Yes, true but I shouldn't feel so tired. I know it's not easy and I'm bound to feel a bit worn after a while but if (for example) I need 3000 calories and I'm only consuming 1500 then that's too much to expect my body to take from the reserves. I'd be better off having 2250-2500 and do it gradually to avoid feeling so drained.


----------



## Angelfishsolo (26 Jul 2011)

MattL said:


> Yes, true but I shouldn't feel so tired. I know it's not easy and I'm bound to feel a bit worn after a while but if (for example) I need 3000 calories and I'm only consuming 1500 then that's too much to expect my body to take from the reserves. I'd be better off having 2250-2500 and do it gradually to avoid feeling so drained.



Look at the type of food as well as the calorific intake. A balanced diet is important. (Says the person who lives on carbs and protein )


----------



## lulubel (26 Jul 2011)

I agree about the Weight Watchers meals. They're diet food, designed to make people lose weight on a program, not necessarily to provide you with a good range of nutrients.

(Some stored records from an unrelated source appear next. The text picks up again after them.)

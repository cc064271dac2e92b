pub mod auth;
pub mod config;
pub mod error;
pub mod utils;

pub use auth::{check_user_exists, check_user_exists_async, check_user_exists_with};
pub use crate::config::LookupConfig;
pub use error::PwdbError;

If you want to see how many calories you are actually consuming, and how many you're expending, there are calorie counters online that will do this for you. I'll give you a link to the site I use. There's a charge for full membership, but you can sign up for 24 hours for free and play around with the numbers and find out exactly where you are with regards to calories, protein/carb/fat balance, etc . (I don't get anything for sending you there, by the way.)

Weight Loss Resources


----------



## noelmg (26 Jul 2011)

MattL said:


> Yes, true but I shouldn't feel so tired. I know it's not easy and I'm bound to feel a bit worn after a while but if (for example) I need 3000 calories and I'm only consuming 1500 then that's too much to expect my body to take from the reserves. I'd be better off having 2250-2500 and do it gradually to avoid feeling so drained.



I had exactly the same as you. Some weeks fine, others I'd be unable to climb the stairs when I got home.

Doctors did a full set of bloods and concluded that I suffer from Chronic Fatigue Syndrome. Unfortunately there is no cure, only to 'manage it' (i.e. don't do too much), but I want to be on my bike!

I have started doing 1 day a week, hoping to up it to 2 days again soon.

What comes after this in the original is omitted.